We finally realized that trying to be kind and unbothersome was getting us nowhere, so we (and by 'we' I mean 'Matt' who did all the hospital telephone liaising - did I betray my gender, or just leverage patriarchal structures, or a mix of both? Whatever, it worked) adopted a slightly sterner tone. We also got some help from a friend who's an OT and got mobility aids in place in the bathroom and spare bedroom.
So, after almost two full weeks in the hospital, we busted him out on his 80th birthday:
Getting him up the driveway was still a bit of an ordeal, but nothing like doing it at three a.m., with no walker, while he was bleeding internally.
We parked him on the couch on the main floor for the day and came back to help him upstairs after dinner. He's been home for two weeks now and he's doing amazingly well - he's done the stairs by himself both yesterday and today. I actually panic a bit thinking about how lucky it probably was that the stomach bleed manifested itself so violently when it did, because if it hadn't he would likely still be feeling dreadful and we would assume it was just because of the fall. This kind of bleed is often very slow too, so who knows how long it's been affecting him. He's eating more than he has in months.
So just as this was winding down, Angus's girlfriend's suitemate at school tested positive for Covid. Angus and Mary both got tested and found out they were positive the same day I took Eve to get tested here because she had a slight fever. They were both pretty shaken, but asymptomatic except for loss of smell and taste - fully for Mary, partially for Angus. They went to her family's trailer which is at a lake halfway between their college and Mary's parents. Her mother was delivering food and they had internet so they could be online doing coursework. Once he got there he said he realized the world wasn't ending and it wasn't the worst spot to hunker down and work (he's in third year biochemistry, which was always going to be tough, and obviously this bullshit on top of everything is not helpful).
There were a few days where I would wake up and get confused about which thing I was supposed to be worried about. I couldn't remember which kid was positive and which kid was waiting for a result, and which one meant I should be monitoring myself for Covid symptoms and which one meant I just had to monitor myself for maternal guilt and fear.

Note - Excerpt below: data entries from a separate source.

impl Encoder {
    /// `init_stream`: writes the header (cookie + distinguishing bits +
    /// version; no in-band options document — see `SPEC_FULL.md`'s options
    /// scope note) and builds the initial grammar stack.
    pub fn init_stream(options: Options, pool: GrammarPool, sink: Box<dyn Sink>, emit_cookie: bool) -> Result<Self> {
        let state = ExiStreamState::new(options, pool)?;
        let mut buf = BitBuffer::for_writing();
        let mut sink = sink;
        let header = Header {
            has_cookie: emit_cookie,
            has_options: false,
            is_preview_version: false,
            version_number: 1,
        };
        header::encode_header(&header, &mut buf, sink.as_mut(), |_, _| Ok(()))?;
        Ok(Self { buf, sink, state })
    }

    pub fn strtab_mut(&mut self) -> &mut StringTables {
        &mut self.state.strtab
    }

    fn current_rule(&self) -> GrammarRule {
        let top = self.state.stack.top().expect("stream has an open frame");
        top.grammar.borrow().rules[top.current_rule].clone()
    }

    /// Finds and writes the event code for `event_type`/`target` against the
    /// current rule, returning the matched production. Fails with
    /// `EventCodeMissing` when nothing — not even a wildcard — matches,
    /// which is strict-grammar behavior (§4.E; non-strict recovery is out of
    /// scope, see `SPEC_FULL.md`).
    fn emit_code(&mut self, event_type: EventType, target: Option<QNameId>) -> Result<(CodePosition, Production)> {
        let rule = self.current_rule();
        let pos = engine::find_production_for_encode(&rule, event_type, target)
            .ok_or(ErrorCode::EventCodeMissing)?;
        engine::write_code(&rule, pos, &mut self.buf, self.sink.as_mut())?;
        Ok((pos, engine::production_at(&rule, pos).clone()))
    }

    /// Writes a learned qname if `prod` didn't already pin an exact target
    /// (i.e. it matched through a wildcard), and records the new production
    /// in the grammar the wildcard fired in (§4.E step 5).
    fn learn_if_wildcard(&mut self, prod: &Production, qname: QNameId, learned_event: ExiEvent) -> Result<()> {
        if prod.target == Some(qname) {
            return Ok(());
        }
        crate::strtab::encode_qname(&mut self.buf, qname, &mut self.state.strtab, self.sink.as_mut())?;
        engine::learn(&self.state.stack, qname, learned_event, prod.next_rule)
    }

    pub fn start_document(&mut self) -> Result<()> {
        let (_, prod) = self.emit_code(EventType::StartDocument, None)?;
        engine::advance(&mut self.state.stack, prod.next_rule)
    }

    pub fn end_document(&mut self) -> Result<()> {
        let (_, prod) = self.emit_code(EventType::EndDocument, None)?;
        engine::advance(&mut self.state.stack, prod.next_rule)
    }

    pub fn start_element(&mut self, qname: QNameId) -> Result<()> {
        let (_, prod) = self.emit_code(EventType::StartElementQName, Some(qname))?;
        self.learn_if_wildcard(&prod, qname, engine::learned_start_element())?;
        let parent_resume_rule = prod.next_rule;
        engine::push_element(
            &mut self.state.stack,
            &mut self.state.pool,
            parent_resume_rule,
            qname,
            self.state.options.preserve,
            self.state.options.self_contained,
        )
    }

    pub fn end_element(&mut self) -> Result<()> {
        let (_, prod) = self.emit_code(EventType::EndElement, None)?;
        debug_assert_eq!(prod.next_rule, VOID_NON_TERMINAL);
        engine::advance(&mut self.state.stack, prod.next_rule)
    }

    pub fn attribute_string(&mut self, qname: QNameId, value: &str) -> Result<()> {
        let (_, prod) = self.emit_code(EventType::AttributeQName, Some(qname))?;
        self.learn_if_wildcard(&prod, qname, engine::learned_attribute())?;
        crate::strtab::encode_table_string(
            &mut self.buf,
            qname.uri_id,
            qname.ln_id,
            value,
            &mut self.state.strtab,
            self.sink.as_mut(),
        )?;
        engine::advance(&mut self.state.stack, prod.next_rule)
    }

    pub fn attribute_int(&mut self, qname: QNameId, value: i64, bit_width: Option<u8>) -> Result<()> {
        let (_, prod) = self.emit_code(EventType::AttributeQName, Some(qname))?;
        self.learn_if_wildcard(&prod, qname, engine::learned_attribute())?;
        self.write_int(value, bit_width)?;
        engine::advance(&mut self.state.stack, prod.next_rule)
    }

    /// `CH` over string content: the common case for schema-less/mixed
    /// content and for any simple type whose grammar carries `ValueType::String`.
    pub fn char_data_string(&mut self, value: &str) -> Result<()> {
        let (_, prod) = self.emit_code(EventType::Characters, None)?;
        let qname = self.owning_qname()?;
        crate::strtab::encode_table_string(
            &mut self.buf,
            qname.uri_id,
            qname.ln_id,
            value,
            &mut self.state.strtab,
            self.sink.as_mut(),
        )?;
        engine::advance(&mut self.state.stack, prod.next_rule)
    }

    /// `CH` over an integer value, taking the `n`-bit width a schema-
    /// informed simple type fixes (§8 scenario 5), or the arbitrary-
    /// precision signed codec when `bit_width` is `None`. The bit width is
    /// a caller-supplied hint (e.g. looked up from the schema's
    /// `BuiltinAtomic::fixed_bit_width()` for the element/attribute in
    /// play) rather than something threaded automatically through
    /// `Production`, which only carries the coarse `ValueType`.
    pub fn char_data_int(&mut self, value: i64, bit_width: Option<u8>) -> Result<()> {
        let (_, prod) = self.emit_code(EventType::Characters, None)?;
        self.write_int(value, bit_width)?;
        engine::advance(&mut self.state.stack, prod.next_rule)
    }

    pub fn char_data_boolean(&mut self, value: bool) -> Result<()> {
        let (_, prod) = self.emit_code(EventType::Characters, None)?;
        codec::encode_bool(&mut self.buf, value, self.sink.as_mut())?;
        engine::advance(&mut self.state.stack, prod.next_rule)
    }

    pub fn char_data_float(&mut self, value: ExiFloat) -> Result<()> {
        let (_, prod) = self.emit_code(EventType::Characters, None)?;
        codec::encode_float(&mut self.buf, value, self.sink.as_mut())?;
        engine::advance(&mut self.state.stack, prod.next_rule)
    }

    pub fn char_data_decimal(&mut self, value: Decimal) -> Result<()> {
        let (_, prod) = self.emit_code(EventType::Characters, None)?;
        codec::encode_decimal(&mut self.buf, value, self.sink.as_mut())?;
        engine::advance(&mut self.state.stack, prod.next_rule)
    }

    pub fn char_data_binary(&mut self, value: &[u8]) -> Result<()> {
        let (_, prod) = self.emit_code(EventType::Characters, None)?;
        codec::encode_binary(&mut self.buf, value, self.sink.as_mut())?;
        engine::advance(&mut self.state.stack, prod.next_rule)
    }

    pub fn char_data_date_time(&mut self, value: &DateTime) -> Result<()> {
        let (_, prod) = self.emit_code(EventType::Characters, None)?;
        codec::encode_datetime(&mut self.buf, value, self.sink.as_mut())?;
        engine::advance(&mut self.state.stack, prod.next_rule)
    }

    pub fn self_contained(&mut self) -> Result<()> {
        let (_, prod) = self.emit_code(EventType::SelfContained, None)?;
        engine::advance(&mut self.state.stack, prod.next_rule)
    }

    fn write_int(&mut self, value: i64, bit_width: Option<u8>) -> Result<()> {
        match bit_width {
            Some(n) if value >= 0 => codec::encode_n_bit_uint(&mut self.buf, n, value as u32, self.sink.as_mut()),
            Some(_) => Err(ErrorCode::InvalidOperation),
            None => codec::encode_sint(&mut self.buf, value, self.sink.as_mut()),
        }
    }

    fn owning_qname(&self) -> Result<QNameId> {
        self.state
            .stack
            .top()
            .and_then(|f| f.qname)
            .ok_or(ErrorCode::InconsistentProcState)
    }

    /// `close_stream`: flushes the final partially-filled byte and returns
    /// the total number of bytes written in this flush.
    pub fn close_stream(mut self) -> Result<usize> {
        self.buf.close_writer(self.sink.as_mut())
    }
}

/// Walks an EXI body, driving `handler` with one callback per decoded event.
pub struct Decoder<H: ContentHandler> {
    buf: BitBuffer,
    source: Box<dyn Source>,
    state: ExiStreamState,
    handler: H,
    /// Presence mask threaded into the next `decode_datetime` call (§4.B):
    /// unlike every other EXI value type, a dateTime's field layout isn't
    /// self-describing on the wire — it's implied by the XSD type the
    /// schema declares for the current element/attribute, the same role
    /// `attribute_int`/`char_data_int`'s `bit_width` hint plays for
    /// fixed-width integers. Defaults to the full `xs:dateTime` mask
    /// (year + monthDay + time) since that's the richest built-in variant;
    /// a schema-aware caller should call `set_date_time_mask` with the
    /// narrower mask for `xs:date`/`xs:time` before decoding such a value.
    date_time_mask: u16,
}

Anyway, between Mary's parents taking care of those kids, and our friends checking on us and bringing us groceries and apple crisp and flowers while we were isolating, it would have been sheer self-indulgent drama-seeking to freak out too much. Eve tested negative. Angus and Mary were released by the New York board of health on Tuesday - he went golfing, she went for a smoothie bowl. Things are still uncertain, of course (when are they not?), and the next crisis is probably not far off. For today I'll keep my rose-coloured glasses on.